If this newsletter adds something to your week, consider becoming a paid supporter 👇
🏦 💰 Business & Investing 💳 💴
🔮 Welcome to the Escher Hands Era 🔄
When I first got interested in artificial intelligence about 20 years ago, one of the sci-fi-sounding predictions was that we would someday, in the faaaar future, hit a point when AI would become good enough that it would start working on improving itself, creating a recursive self-improvement loop.
In other words, v1.0 helps build v1.1, which helps create v1.2, and so on.
Humans working on a problem don't get much smarter over time.
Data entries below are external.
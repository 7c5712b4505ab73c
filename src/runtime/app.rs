//! 目录应用 - 把数据仓库、网格列表和画布接到一起
//!
//! 每帧流程：poll 仓库应用网络结果 → 推进列表动画 → 把列表
//! 发出的 EndReached / Refresh 转成仓库调用 → 按需同步展示
//! 数据和加载标志。仓库状态只在这条 UI 线程上变化。

use std::sync::Arc;

use crate::catalog::{CatalogStore, Product, ProductSource};
use crate::event::Event;
use crate::ui::component::Component;
use crate::ui::grid_list::{GridList, GridListConfig, GridListEvent};
use crate::ui::text::{FontWeight, Text, TextAlign};
use crate::runtime::cards::{FeaturedCard, ProductCard};
use crate::{Canvas, Color, Rect};

/// 页面背景色
const PAGE_BACKGROUND: Color = Color::rgb(0xF2, 0xF2, 0xF7);
/// 顶栏高度
const HEADER_HEIGHT: f32 = 56.0;

/// 窗口配置
#[derive(Debug, Clone)]
pub struct WindowConfig {
    pub width: u32,
    pub height: u32,
    pub title: String,
}

impl Default for WindowConfig {
    fn default() -> Self {
        Self {
            width: 390,
            height: 844,
            title: "商品目录".to_string(),
        }
    }
}

/// 目录应用
pub struct CatalogApp {
    width: u32,
    height: u32,
    canvas: Canvas,
    store: CatalogStore,
    list: GridList<Product>,
}

impl CatalogApp {
    pub fn new(width: u32, height: u32, source: Arc<dyn ProductSource>) -> Self {
        let config = GridListConfig {
            num_columns: 2,
            spacing: 8.0,
            item_height: Some(210.0),
            full_width_item_height: Some(260.0),
        };

        let list = GridList::new(
            config,
            Box::new(|product: &Product, _col| {
                Box::new(ProductCard::new(product)) as Box<dyn Component>
            }),
        )
        .with_full_width_builder(Box::new(|product: &Product| {
            Box::new(FeaturedCard::new(product)) as Box<dyn Component>
        }))
        .with_empty(Box::new(|width| {
            let mut text = Text::new("暂无商品")
                .with_font_size(16.0)
                .with_color(Color::rgb(0x8E, 0x8E, 0x93))
                .with_text_align(TextAlign::Center);
            text.style_mut().width = width;
            text.style_mut().height = 24.0;
            Box::new(text) as Box<dyn Component>
        }))
        .with_frame(0.0, HEADER_HEIGHT, width as f32, height as f32 - HEADER_HEIGHT);

        Self {
            width,
            height,
            canvas: Canvas::new(width, height),
            store: CatalogStore::new(source),
            list,
        }
    }

    /// 启动：发起首屏刷新
    pub fn start(&mut self) {
        log::info!("🚀 目录应用启动 {}x{}", self.width, self.height);
        self.store.refresh();
        self.sync_from_store();
    }

    /// 推进一帧，返回是否需要重绘
    pub fn update(&mut self, dt: f32) -> bool {
        let mut needs_redraw = self.store.poll();

        if self.list.update(dt) {
            needs_redraw = true;
        }

        for event in self.list.drain_events() {
            match event {
                GridListEvent::EndReached => self.store.load_more(),
                GridListEvent::Refresh => self.store.refresh(),
            }
        }

        // 缓存揭示是同步完成的，事件处理后立即同步
        if self.sync_from_store() {
            needs_redraw = true;
        }

        needs_redraw
    }

    /// 把仓库状态同步进列表，返回是否有变化
    fn sync_from_store(&mut self) -> bool {
        let mut changed = false;
        if self.list.items() != self.store.products() {
            self.list.set_items(self.store.products().to_vec());
            changed = true;
        }
        if self.list.is_loading() != self.store.is_loading() {
            self.list.set_loading(self.store.is_loading());
            changed = true;
        }
        if self.list.is_loading_more() != self.store.is_loading_more() {
            self.list.set_loading_more(self.store.is_loading_more());
            changed = true;
        }
        changed
    }

    /// 分发输入事件，返回是否被消费
    pub fn handle_event(&mut self, event: &Event) -> bool {
        self.list.on_event(event)
    }

    /// 渲染整页
    pub fn render(&mut self) -> &Canvas {
        self.canvas.clear(PAGE_BACKGROUND);

        self.list.render(&mut self.canvas);

        // 顶栏盖在列表之上
        let header = Rect::new(0.0, 0.0, self.width as f32, HEADER_HEIGHT);
        self.canvas.fill_round_rect(&header, 0.0, Color::WHITE);
        let title = Text::new("商品目录")
            .with_frame(0.0, 0.0, self.width as f32, HEADER_HEIGHT)
            .with_font_size(18.0)
            .with_font_weight(FontWeight::Bold)
            .with_text_align(TextAlign::Center);
        title.render(&mut self.canvas);

        &self.canvas
    }

    pub fn store(&self) -> &CatalogStore {
        &self.store
    }

    pub fn store_mut(&mut self) -> &mut CatalogStore {
        &mut self.store
    }

    pub fn list(&self) -> &GridList<Product> {
        &self.list
    }

    pub fn canvas(&self) -> &Canvas {
        &self.canvas
    }

    pub fn size(&self) -> (u32, u32) {
        (self.width, self.height)
    }
}
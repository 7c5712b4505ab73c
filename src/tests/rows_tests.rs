//! 行分组算法测试

use crate::ui::rows::{group_rows, GridEntry, RowGroup};

/// 测试条目：true 表示通栏
struct Entry(bool);

impl GridEntry for Entry {
    fn is_full_width(&self) -> bool {
        self.0
    }
}

fn entries(flags: &[bool]) -> Vec<Entry> {
    flags.iter().map(|&f| Entry(f)).collect()
}

/// 分组后每个条目恰好出现一次，且顺序不变
fn assert_lossless(rows: &[RowGroup], total: usize) {
    let mut covered = Vec::new();
    for row in rows {
        match row {
            RowGroup::Full(i) => covered.push(*i),
            RowGroup::Grid(range) => covered.extend(range.clone()),
        }
    }
    let expected: Vec<usize> = (0..total).collect();
    assert_eq!(covered, expected);
}

#[test]
fn test_empty_input() {
    let rows = group_rows(&entries(&[]), 2);
    assert!(rows.is_empty());
}

#[test]
fn test_all_grid_items() {
    let items = entries(&[false; 5]);
    let rows = group_rows(&items, 2);
    assert_eq!(
        rows,
        vec![
            RowGroup::Grid(0..2),
            RowGroup::Grid(2..4),
            RowGroup::Grid(4..5),
        ]
    );
    assert_lossless(&rows, 5);
}

#[test]
fn test_all_full_width_items() {
    let items = entries(&[true; 3]);
    let rows = group_rows(&items, 2);
    assert_eq!(
        rows,
        vec![RowGroup::Full(0), RowGroup::Full(1), RowGroup::Full(2)]
    );
    assert_lossless(&rows, 3);
}

#[test]
fn test_full_width_terminates_grid_run_early() {
    // 一个网格条目后紧跟通栏：网格行只有一个条目
    let items = entries(&[false, true, false, false]);
    let rows = group_rows(&items, 2);
    assert_eq!(
        rows,
        vec![
            RowGroup::Grid(0..1),
            RowGroup::Full(1),
            RowGroup::Grid(2..4),
        ]
    );
    assert_lossless(&rows, 4);
}

#[test]
fn test_row_never_exceeds_num_columns() {
    let items = entries(&[false; 10]);
    for cols in 1..=4 {
        let rows = group_rows(&items, cols);
        for row in &rows {
            assert!(row.len() <= cols, "行宽 {} 超过列数 {}", row.len(), cols);
        }
        assert_lossless(&rows, 10);
    }
}

#[test]
fn test_num_columns_zero_clamped_to_one() {
    let items = entries(&[false, false, false]);
    let rows = group_rows(&items, 0);
    assert_eq!(
        rows,
        vec![
            RowGroup::Grid(0..1),
            RowGroup::Grid(1..2),
            RowGroup::Grid(2..3),
        ]
    );
}

#[test]
fn test_three_columns_partial_last_row() {
    let items = entries(&[false, false, false, false]);
    let rows = group_rows(&items, 3);
    assert_eq!(rows, vec![RowGroup::Grid(0..3), RowGroup::Grid(3..4)]);
}

#[test]
fn test_batch_transform_layout() {
    // 一批 16 条、批内下标 0/5/10/15 为通栏，展示前 8 条、两列：
    // [通栏0] [1,2] [3,4] [通栏5] [6,7]
    let flags: Vec<bool> = (0..8).map(|i| i % 5 == 0).collect();
    let items = entries(&flags);
    let rows = group_rows(&items, 2);
    assert_eq!(
        rows,
        vec![
            RowGroup::Full(0),
            RowGroup::Grid(1..3),
            RowGroup::Grid(3..5),
            RowGroup::Full(5),
            RowGroup::Grid(6..8),
        ]
    );
    assert_lossless(&rows, 8);
}

#[test]
fn test_row_group_len() {
    assert_eq!(RowGroup::Full(3).len(), 1);
    assert_eq!(RowGroup::Grid(2..5).len(), 3);
    assert!(!RowGroup::Full(0).is_empty());
    assert!(RowGroup::Grid(4..4).is_empty());
}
But with AI, the tool itself is improving. Each version of the AI is smarter than the last and helps build the next one. So the rate of progress accelerates. Even if the difficulty of the problems scales up quickly too, you're still moving faster than if only humans were at it.
Recent reports from OpenAI, Anthropic, and DeepMind make it clear that we’ve crossed a new threshold.
AI tools have long been useful to AI researchers, but at the frontier, top coders were still very much writing code and deep in the weeds of the details. In fact, when Dario Amodei said this in March 2025 (feels like a lifetime ago):
“I think we will be there in three to six months, where AI is writing 90% of the code. And then, in 12 months, we may be in a world where AI is writing essentially all of the code.”
The reaction at the time was very skeptical. Oh, Dario, come on, not that fast. Stop the hype, you’re only saying that because you’re raising money…
But the release of Opus 4.5 was a milestone for AI coding, and the pace has been accelerating ever since. The recent releases of Opus 4.6 and, mere minutes later, GPT-Codex-5.3 have unleashed a tsunami of comments from coders about how good these models now are. A large number of very strong coders have publicly admitted that they don’t really write code anymore, they just act as PMs for the models.
Many sources at OpenAI and Anthropic have also publicly said that most AI researchers are now letting the models write the code. Boris Cherny, the creator of Claude Code, said that new versions are mostly built by the AI itself.
In the technical documentation of Codex 5.3, OpenAI wrote:
GPT-5.3-Codex is our first model that was instrumental in creating itself. The Codex team used early versions to debug its own training, manage its own deployment, and diagnose test results and evaluations.On his personal blog, Dario recently wrote:
AI is now writing much of the code at Anthropic, it is already substantially accelerating the rate of our progress in building the next generation of AI systems. This feedback loop is gathering steam month by month, and may be only 1–2 years away from a point where the current generation of AI autonomously builds the next.Escher hands all the way down…
🤝 The Trust Paradox ⬛ 🔍🤨
We've been living with black-box outputs for years. Nobody fully understands why a LLM gives the answers it does. But we at least understood a lot about the process that created it. Now the process itself is going dark. That's a different kind of not-knowing.
Soon both the LLM and the process that built it will be beyond the grasp of anyone.
Black box²
The opacity is compounding.
That makes it all the more important that we figure out better ways to see inside these things if we want to avoid bad surprises down the line.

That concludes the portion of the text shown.